While it’s not enough to make me want to run out and buy IBM stock, the news sparked my interest in Big Blue. Watson has numerous applications, from business analytics to healthcare diagnoses that could affect IBM stock. The only question is: Will those applications materialize?
Should you have IBM on your buy list at the moment? I’ll have a look.
Watson Powering Business Analytics
Watson is part of IBM’s business analytics software portfolio. The company hopes that Watson will generate $10 billion in annual revenue by 2023; it currently is responsible for less than $100 million of the $20 billion in revenue IBM expects to generate from business analytics and optimization software and services by 2015.
IBM is so convinced of Watson’s potential for solving problems that it has committed more than $1 billion to create the new unit, including a $100 million venture-capital fund that will allow Big Blue to work with startup companies developing apps for Watson and sharing in the revenue.

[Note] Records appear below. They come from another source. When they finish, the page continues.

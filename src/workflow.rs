use crate::error::NotepickError;
use crate::{catalog, cli, handoff, tui};
use anyhow::{Context, Result};
use std::env;
use std::fs;
use std::path::{Path, PathBuf};

/// Environment override for the notes directory, checked after the CLI
/// argument and before the `~/notes` default.
const NOTES_DIR_ENV: &str = "NOTEPICK_DIR";
const DEFAULT_NOTES_SUBDIR: &str = "notes";

// Main orchestrator. Two-phase pipeline: the interactive session runs to
// completion and restores the terminal, only then does the handoff spawn the
// editor in the foreground.
pub fn run_notepick(cli_args: cli::Cli) -> Result<()> {
    // Step 1: Resolve and prepare the notes directory.
    let notes_dir = resolve_notes_dir(cli_args.dir)?;
    fs::create_dir_all(&notes_dir).map_err(|source| NotepickError::DirectoryUnavailable {
        path: notes_dir.clone(),
        source,
    })?;

    // Step 2: One synchronous catalog scan; never refreshed mid-session.
    let entries = catalog::scan_notes(&notes_dir)?;

    // Step 3: Run the interactive session to its single result.
    let result = tui::run_selection_session(entries, &notes_dir)?;

    // Step 4: Hand off to the editor (or exit quietly on cancel).
    handoff::handle_selection(result)
}

fn resolve_notes_dir(arg: Option<PathBuf>) -> Result<PathBuf> {
    let home = dirs::home_dir();
    let configured = arg.or_else(|| env::var(NOTES_DIR_ENV).ok().map(PathBuf::from));
    match configured {
        Some(dir) => Ok(expand_tilde(&dir, home.as_deref())),
        None => home
            .map(|h| h.join(DEFAULT_NOTES_SUBDIR))
            .context("Could not determine a home directory for the default notes location"),
    }
}

/// `~`-prefixed paths come in through the env override, which the shell does
/// not expand for us.
fn expand_tilde(path: &Path, home: Option<&Path>) -> PathBuf {
    if let (Some(home), Some(s)) = (home, path.to_str()) {
        if s == "~" {
            return home.to_path_buf();
        }
        if let Some(rest) = s.strip_prefix("~/") {
            return home.join(rest);
        }
    }
    path.to_path_buf()
}

#[cfg(test)]
mod tests {
    use super::*;

    #[test]
    fn tilde_expansion() {
        let home = Path::new("/home/someone");
        assert_eq!(
            expand_tilde(Path::new("~/notes"), Some(home)),
            PathBuf::from("/home/someone/notes")
        );
        assert_eq!(
            expand_tilde(Path::new("~"), Some(home)),
            PathBuf::from("/home/someone")
        );
        assert_eq!(
            expand_tilde(Path::new("/abs/notes"), Some(home)),
            PathBuf::from("/abs/notes")
        );
        // Without a home directory the path passes through untouched.
        assert_eq!(
            expand_tilde(Path::new("~/notes"), None),
            PathBuf::from("~/notes")
        );
    }

    #[test]
    fn explicit_argument_wins() {
        let dir = resolve_notes_dir(Some(PathBuf::from("/tmp/my-notes"))).unwrap();
        assert_eq!(dir, PathBuf::from("/tmp/my-notes"));
    }
}
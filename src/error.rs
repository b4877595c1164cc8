use std::io;
use std::path::PathBuf;

/// Fatal conditions. Everything else is either a soft per-file warning or an
/// `anyhow` context string on the way up to `main`.
#[derive(Debug, thiserror::Error)]
pub enum NotepickError {
    /// The notes directory itself cannot be listed or created.
    #[error("notes directory {path} is unavailable: {source}")]
    DirectoryUnavailable {
        path: PathBuf,
        #[source]
        source: io::Error,
    },

    /// $EDITOR is unset or empty. Only raised at handoff time, so the user
    /// can browse and cancel without an editor configured.
    #[error("no editor configured: set the EDITOR environment variable")]
    EditorNotConfigured,

    /// The editor process could not be spawned, or exited non-zero.
    #[error("editor failed: {0}")]
    EditorLaunchFailed(String),
}
mod catalog;
mod cli;
mod error;
mod handoff;
mod tags;
mod tui;
mod workflow;

use anyhow::Result;
use clap::Parser;

fn main() -> Result<()> {
    let cli_args = cli::Cli::parse();

    // Delegate the main application logic to the workflow module
    workflow::run_notepick(cli_args)
}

It’s very early in the process, but several industries including healthcare have benefited from the supercomputer’s ability to analyze vast amounts of information to find answers to problems. As someone who writes about investments for a living, I can easily imagine investment-related businesses benefiting from Watson’s efficient analysis of reams of data.
However, when all is said and done, Watson still represents a tiny fraction of overall revenue at IBM (assuming $10 billion in revenue by 2023). The future success or failure of IBM doesn’t hinge on Watson.
Warren Buffett Likes Watson
Berkshire Hathaway (BRK.B) is the largest shareholder of IBM, with a little more than 6% of its stock. Buffett acquired the shares over a period of 27 months beginning in the first quarter of 2011, paying an average of $173 per share.
As of January 13 those shares have returned a minuscule 6.5% — hardly the stuff of legends. But look more closely and you’ll see that IBMs stock price is trading well below its earnings line, which is based on a P/E ratio of 15, the multiple Peter Lynch used when comparing a stock’s current price to the historical fair value of the market on the whole.
When the green line in the attached chart drops significantly below the blue line, the stock is considered undervalued. Only twice in the past 13 years has this happened for IBM and today is one of them.
You can argue all you want about the state of IBM’s business but it’s harder to dispute its ability to successfully allocate capital.